◆ **Exercise aim**: Write out the data exactly from its first line onward, ending with the line in which "relative to a" appears.

◆ **Data for processing**:
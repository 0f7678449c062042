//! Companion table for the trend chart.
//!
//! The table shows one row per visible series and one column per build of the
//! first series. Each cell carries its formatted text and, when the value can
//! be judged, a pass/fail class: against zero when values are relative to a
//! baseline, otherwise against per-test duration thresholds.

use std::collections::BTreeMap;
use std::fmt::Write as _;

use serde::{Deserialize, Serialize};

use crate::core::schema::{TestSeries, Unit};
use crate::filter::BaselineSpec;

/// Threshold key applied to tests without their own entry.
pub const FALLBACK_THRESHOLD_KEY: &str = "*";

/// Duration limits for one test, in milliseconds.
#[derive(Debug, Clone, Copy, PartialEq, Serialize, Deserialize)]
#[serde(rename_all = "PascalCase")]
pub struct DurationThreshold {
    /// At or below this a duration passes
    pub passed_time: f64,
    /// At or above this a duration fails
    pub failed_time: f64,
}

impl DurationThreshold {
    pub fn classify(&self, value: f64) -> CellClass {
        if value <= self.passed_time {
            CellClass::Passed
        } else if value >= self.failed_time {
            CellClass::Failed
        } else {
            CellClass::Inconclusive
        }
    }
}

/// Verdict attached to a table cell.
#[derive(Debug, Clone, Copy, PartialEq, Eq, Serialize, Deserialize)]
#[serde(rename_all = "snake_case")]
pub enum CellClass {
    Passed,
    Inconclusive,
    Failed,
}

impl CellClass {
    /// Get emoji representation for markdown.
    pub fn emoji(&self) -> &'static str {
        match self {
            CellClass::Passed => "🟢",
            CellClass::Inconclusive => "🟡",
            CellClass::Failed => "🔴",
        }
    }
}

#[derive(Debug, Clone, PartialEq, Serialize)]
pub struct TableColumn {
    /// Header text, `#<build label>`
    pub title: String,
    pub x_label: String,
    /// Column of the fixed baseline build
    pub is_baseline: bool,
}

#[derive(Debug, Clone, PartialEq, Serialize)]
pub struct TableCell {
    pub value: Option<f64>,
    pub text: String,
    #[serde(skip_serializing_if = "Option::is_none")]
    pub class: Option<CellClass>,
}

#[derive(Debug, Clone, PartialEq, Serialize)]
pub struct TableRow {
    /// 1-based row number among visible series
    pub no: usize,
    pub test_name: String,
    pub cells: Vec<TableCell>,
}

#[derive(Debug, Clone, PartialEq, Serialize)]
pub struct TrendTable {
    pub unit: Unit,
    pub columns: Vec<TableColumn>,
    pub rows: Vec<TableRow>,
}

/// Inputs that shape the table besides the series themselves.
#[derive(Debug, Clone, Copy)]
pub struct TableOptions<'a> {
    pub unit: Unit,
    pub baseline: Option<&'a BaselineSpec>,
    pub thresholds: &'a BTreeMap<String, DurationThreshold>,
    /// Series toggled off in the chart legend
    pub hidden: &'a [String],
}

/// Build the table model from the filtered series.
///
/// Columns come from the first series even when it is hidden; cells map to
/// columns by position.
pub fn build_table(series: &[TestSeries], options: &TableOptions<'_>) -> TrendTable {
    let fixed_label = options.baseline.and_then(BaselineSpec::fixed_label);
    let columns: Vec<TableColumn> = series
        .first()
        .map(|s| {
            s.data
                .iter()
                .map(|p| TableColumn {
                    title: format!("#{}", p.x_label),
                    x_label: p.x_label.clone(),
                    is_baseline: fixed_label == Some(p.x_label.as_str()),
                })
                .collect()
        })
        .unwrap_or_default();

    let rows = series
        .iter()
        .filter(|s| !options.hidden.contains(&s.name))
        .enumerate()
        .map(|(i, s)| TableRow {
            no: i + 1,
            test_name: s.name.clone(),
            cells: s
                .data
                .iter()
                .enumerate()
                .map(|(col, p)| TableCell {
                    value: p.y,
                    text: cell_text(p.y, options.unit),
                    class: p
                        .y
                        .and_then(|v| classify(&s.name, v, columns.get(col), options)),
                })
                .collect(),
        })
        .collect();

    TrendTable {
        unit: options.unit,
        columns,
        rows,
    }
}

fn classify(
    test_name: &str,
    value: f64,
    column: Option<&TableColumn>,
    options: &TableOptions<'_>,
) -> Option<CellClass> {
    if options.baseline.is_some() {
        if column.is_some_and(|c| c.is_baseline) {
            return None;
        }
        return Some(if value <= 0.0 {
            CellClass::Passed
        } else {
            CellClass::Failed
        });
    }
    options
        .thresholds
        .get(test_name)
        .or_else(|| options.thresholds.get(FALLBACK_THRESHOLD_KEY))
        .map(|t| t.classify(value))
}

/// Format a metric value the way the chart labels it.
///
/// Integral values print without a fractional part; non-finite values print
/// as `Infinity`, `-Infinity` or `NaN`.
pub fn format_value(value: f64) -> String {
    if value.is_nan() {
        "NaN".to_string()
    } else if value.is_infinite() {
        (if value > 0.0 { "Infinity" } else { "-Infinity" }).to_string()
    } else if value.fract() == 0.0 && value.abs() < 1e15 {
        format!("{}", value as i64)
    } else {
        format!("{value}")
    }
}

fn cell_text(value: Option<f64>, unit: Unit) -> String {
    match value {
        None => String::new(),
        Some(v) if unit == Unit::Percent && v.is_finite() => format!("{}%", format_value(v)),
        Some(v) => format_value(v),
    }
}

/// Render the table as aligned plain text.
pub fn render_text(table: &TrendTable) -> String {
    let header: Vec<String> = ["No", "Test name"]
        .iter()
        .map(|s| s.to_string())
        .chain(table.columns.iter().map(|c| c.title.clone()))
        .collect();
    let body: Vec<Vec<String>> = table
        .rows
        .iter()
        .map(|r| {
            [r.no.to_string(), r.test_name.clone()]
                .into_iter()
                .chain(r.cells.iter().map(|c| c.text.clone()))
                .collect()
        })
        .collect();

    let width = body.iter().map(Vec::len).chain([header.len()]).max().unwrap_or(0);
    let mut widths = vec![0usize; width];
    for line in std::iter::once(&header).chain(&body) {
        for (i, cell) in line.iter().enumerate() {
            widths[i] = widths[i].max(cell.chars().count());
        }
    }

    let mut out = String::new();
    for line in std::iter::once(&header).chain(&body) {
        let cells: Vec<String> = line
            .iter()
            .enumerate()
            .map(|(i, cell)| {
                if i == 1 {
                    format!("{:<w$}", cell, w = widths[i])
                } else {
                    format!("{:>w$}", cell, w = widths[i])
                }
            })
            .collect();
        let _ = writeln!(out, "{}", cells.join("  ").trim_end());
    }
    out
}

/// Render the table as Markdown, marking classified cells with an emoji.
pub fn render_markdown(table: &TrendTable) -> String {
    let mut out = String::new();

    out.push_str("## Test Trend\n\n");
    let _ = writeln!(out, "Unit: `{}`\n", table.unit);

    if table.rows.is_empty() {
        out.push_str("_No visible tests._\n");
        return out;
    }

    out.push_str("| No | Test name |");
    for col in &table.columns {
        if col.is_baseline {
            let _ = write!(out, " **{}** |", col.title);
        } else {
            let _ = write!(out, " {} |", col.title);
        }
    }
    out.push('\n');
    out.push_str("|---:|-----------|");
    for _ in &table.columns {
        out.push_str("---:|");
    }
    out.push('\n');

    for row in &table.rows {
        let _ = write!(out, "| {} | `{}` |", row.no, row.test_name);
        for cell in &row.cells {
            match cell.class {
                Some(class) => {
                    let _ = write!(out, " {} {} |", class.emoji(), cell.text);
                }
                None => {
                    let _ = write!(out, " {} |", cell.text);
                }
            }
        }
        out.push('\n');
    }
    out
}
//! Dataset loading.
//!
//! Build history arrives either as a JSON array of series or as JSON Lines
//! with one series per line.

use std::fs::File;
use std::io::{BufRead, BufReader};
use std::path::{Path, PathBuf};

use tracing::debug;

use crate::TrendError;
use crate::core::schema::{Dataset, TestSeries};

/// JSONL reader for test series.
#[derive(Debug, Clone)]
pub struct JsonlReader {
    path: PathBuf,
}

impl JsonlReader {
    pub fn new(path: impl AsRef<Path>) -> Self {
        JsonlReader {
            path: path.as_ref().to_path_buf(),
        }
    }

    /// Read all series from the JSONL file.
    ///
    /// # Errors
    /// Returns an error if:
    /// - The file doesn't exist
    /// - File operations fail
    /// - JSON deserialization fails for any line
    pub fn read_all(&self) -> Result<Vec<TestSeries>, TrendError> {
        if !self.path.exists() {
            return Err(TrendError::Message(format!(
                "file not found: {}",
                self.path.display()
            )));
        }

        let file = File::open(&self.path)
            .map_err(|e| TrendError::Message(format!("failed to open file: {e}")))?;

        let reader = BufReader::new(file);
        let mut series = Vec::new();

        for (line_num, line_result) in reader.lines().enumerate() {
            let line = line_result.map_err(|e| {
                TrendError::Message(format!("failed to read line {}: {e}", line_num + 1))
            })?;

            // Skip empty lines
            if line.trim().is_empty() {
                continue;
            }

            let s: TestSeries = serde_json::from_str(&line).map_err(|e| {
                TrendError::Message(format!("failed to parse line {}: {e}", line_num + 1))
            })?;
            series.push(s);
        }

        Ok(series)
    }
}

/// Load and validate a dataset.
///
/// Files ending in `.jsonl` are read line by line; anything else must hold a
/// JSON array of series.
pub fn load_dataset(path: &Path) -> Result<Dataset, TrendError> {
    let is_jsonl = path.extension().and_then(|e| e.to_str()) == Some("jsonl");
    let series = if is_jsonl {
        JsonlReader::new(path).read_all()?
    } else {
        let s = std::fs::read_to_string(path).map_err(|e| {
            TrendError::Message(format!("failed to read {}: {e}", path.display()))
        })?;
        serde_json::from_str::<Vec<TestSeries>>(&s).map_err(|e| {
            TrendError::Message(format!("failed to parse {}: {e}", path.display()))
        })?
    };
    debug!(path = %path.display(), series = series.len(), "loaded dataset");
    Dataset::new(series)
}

◆ **Result**:
repository 0f7678449c062042
//! Companion table for the trend chart.
//!
//! The table shows one row per visible series and one column per build of the
//! first series. Each cell carries its formatted text and, when the value can
//! be judged, a pass/fail class: against zero when values are relative to a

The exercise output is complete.